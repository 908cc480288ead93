use std::time::Duration;

use log::{error, info, warn};
use tokio::time::{Instant, sleep, timeout};
use tokio_util::sync::CancellationToken;

use crate::{
    AvailabilityDetector, ChallengeGate, GateOutcome, NotificationStateTracker, RenderError,
    TargetDate, Verdict, Verdicts, notifier::Notifier, renderer::PageRenderer,
};

#[derive(Debug, Clone, Copy, PartialEq, Eq)]
pub enum CycleOutcome {
    /// Text was acquired and the challenge (if any) cleared.
    Checked,
    /// Text was acquired but the challenge never cleared.
    ChallengeTimedOut,
    /// No text this cycle; every target is Indeterminate.
    RenderFailed,
    /// Stopped mid-cycle; nothing was notified.
    Cancelled,
}

#[derive(Debug, Clone)]
pub struct CycleReport {
    pub outcome: CycleOutcome,
    pub verdicts: Verdicts,
    pub newly_available: Vec<TargetDate>,
    pub notify_failed: bool,
}

/// Drives check cycles against one page. Each loop owns its tracker.
pub struct PollLoop<R, N> {
    renderer: R,
    notifier: N,
    targets: Vec<TargetDate>,
    gate: ChallengeGate,
    detector: AvailabilityDetector,
    tracker: NotificationStateTracker,
    poll_interval: Duration,
    render_timeout: Duration,
}

impl<R: PageRenderer, N: Notifier> PollLoop<R, N> {
    pub fn new(renderer: R, notifier: N, targets: Vec<TargetDate>) -> Self {
        Self {
            renderer,
            notifier,
            targets,
            gate: ChallengeGate::default(),
            detector: AvailabilityDetector::default(),
            tracker: NotificationStateTracker::new(),
            poll_interval: Duration::from_secs(1800),
            render_timeout: Duration::from_secs(45),
        }
    }

    pub fn with_gate(mut self, gate: ChallengeGate) -> Self {
        self.gate = gate;
        self
    }

    pub fn with_detector(mut self, detector: AvailabilityDetector) -> Self {
        self.detector = detector;
        self
    }

    pub fn with_poll_interval(mut self, poll_interval: Duration) -> Self {
        self.poll_interval = poll_interval;
        self
    }

    pub fn with_render_timeout(mut self, render_timeout: Duration) -> Self {
        self.render_timeout = render_timeout;
        self
    }

    pub fn tracker(&self) -> &NotificationStateTracker {
        &self.tracker
    }

    /// Runs cycles until `cancel` fires, then releases the renderer.
    pub async fn run(mut self, cancel: CancellationToken) {
        info!(
            "Monitoring {} date(s) every {:?}",
            self.targets.len(),
            self.poll_interval
        );
        while !cancel.is_cancelled() {
            let report = self.run_cycle(&cancel).await;
            if report.outcome == CycleOutcome::Cancelled {
                break;
            }

            info!("Next check in {:?}", self.poll_interval);
            tokio::select! {
                _ = cancel.cancelled() => break,
                _ = sleep(self.poll_interval) => {}
            }
        }
        info!("Monitoring stopped");
        self.release().await;
    }

    /// A single cycle followed by renderer release.
    pub async fn run_once(mut self, cancel: CancellationToken) -> CycleReport {
        let report = self.run_cycle(&cancel).await;
        self.release().await;
        report
    }

    pub async fn run_cycle(&mut self, cancel: &CancellationToken) -> CycleReport {
        let started = Instant::now();
        info!("Checking availability");

        let (outcome, text) = match self.acquire(cancel).await {
            Ok(Some(text)) => {
                let gate = self.gate.await_passage(&mut self.renderer, text, cancel);
                match gate.await {
                    GateOutcome::Passed(text) => (CycleOutcome::Checked, Some(text)),
                    GateOutcome::TimedOut(text) => (CycleOutcome::ChallengeTimedOut, Some(text)),
                    GateOutcome::Cancelled => return self.cancelled_report(),
                }
            }
            Ok(None) => return self.cancelled_report(),
            Err(e) => {
                warn!("Could not render the page: {e}");
                (CycleOutcome::RenderFailed, None)
            }
        };
        if let Some(text) = &text {
            info!("Page text is {} characters", text.chars().count());
        }

        let verdicts = self.detector.evaluate_all(text.as_deref(), &self.targets);
        for (date, verdict) in verdicts.iter() {
            info!("  {date}: {verdict}");
        }

        let newly_available = self.tracker.apply(&verdicts);
        let mut notify_failed = false;
        if newly_available.is_empty() {
            if verdicts.iter().all(|(_, v)| v != Verdict::Available) {
                info!("Nothing available");
            }
        } else {
            let dates: Vec<String> = newly_available.iter().map(ToString::to_string).collect();
            info!("Newly available: {}", dates.join(", "));
            if let Err(e) = self.notifier.notify(&newly_available, &verdicts).await {
                error!("Notification failed: {e}");
                notify_failed = true;
            }
        }

        info!("Cycle finished in {:?} ({outcome:?})", started.elapsed());
        CycleReport {
            outcome,
            verdicts,
            newly_available,
            notify_failed,
        }
    }

    /// `Ok(None)` means cancelled.
    async fn acquire(
        &mut self,
        cancel: &CancellationToken,
    ) -> Result<Option<String>, RenderError> {
        let fetch = timeout(self.render_timeout, self.renderer.fetch_rendered_text());
        tokio::select! {
            biased;
            _ = cancel.cancelled() => Ok(None),
            fetched = fetch => match fetched {
                Ok(text) => text.map(Some),
                Err(_) => Err(RenderError::Timeout(self.render_timeout)),
            },
        }
    }

    fn cancelled_report(&self) -> CycleReport {
        info!("Cycle cancelled");
        CycleReport {
            outcome: CycleOutcome::Cancelled,
            verdicts: Verdicts::uniform(&self.targets, Verdict::Indeterminate),
            newly_available: Vec::new(),
            notify_failed: false,
        }
    }

    async fn release(&mut self) {
        if let Err(e) = self.renderer.release().await {
            warn!("Could not release the renderer: {e}");
        }
    }
}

------------------------------

■ **Exercise brief**
Would you print exactly, and only, the lines of the data above from the line with "not render the" through the line with "async fn release(&mut", inclusive?

■ **Your solution**
                warn!("Could not render the page: {e}");
                (CycleOutcome::RenderFailed, None)
            }
        };
        if let Some(text) = &text {
            info!("Page text is {} characters", text.chars().count());
        }

        let verdicts = self.detector.evaluate_all(text.as_deref(), &self.targets);
        for (date, verdict) in verdicts.iter() {
            info!("  {date}: {verdict}");
        }

        let newly_available = self.tracker.apply(&verdicts);
        let mut notify_failed = false;
        if newly_available.is_empty() {
            if verdicts.iter().all(|(_, v)| v != Verdict::Available) {
                info!("Nothing available");
            }
        } else {
            let dates: Vec<String> = newly_available.iter().map(ToString::to_string).collect();
            info!("Newly available: {}", dates.join(", "));
            if let Err(e) = self.notifier.notify(&newly_available, &verdicts).await {
                error!("Notification failed: {e}");
                notify_failed = true;
            }
        }

        info!("Cycle finished in {:?} ({outcome:?})", started.elapsed());
        CycleReport {
            outcome,
            verdicts,
            newly_available,
            notify_failed,
        }
    }

    /// `Ok(None)` means cancelled.
    async fn acquire(
        &mut self,
        cancel: &CancellationToken,
    ) -> Result<Option<String>, RenderError> {
        let fetch = timeout(self.render_timeout, self.renderer.fetch_rendered_text());
        tokio::select! {
            biased;
            _ = cancel.cancelled() => Ok(None),
            fetched = fetch => match fetched {
                Ok(text) => text.map(Some),
                Err(_) => Err(RenderError::Timeout(self.render_timeout)),
            },
        }
    }

    fn cancelled_report(&self) -> CycleReport {
        info!("Cycle cancelled");
        CycleReport {
            outcome: CycleOutcome::Cancelled,
            verdicts: Verdicts::uniform(&self.targets, Verdict::Indeterminate),
            newly_available: Vec::new(),
            notify_failed: false,
        }
    }

    async fn release(&mut self) {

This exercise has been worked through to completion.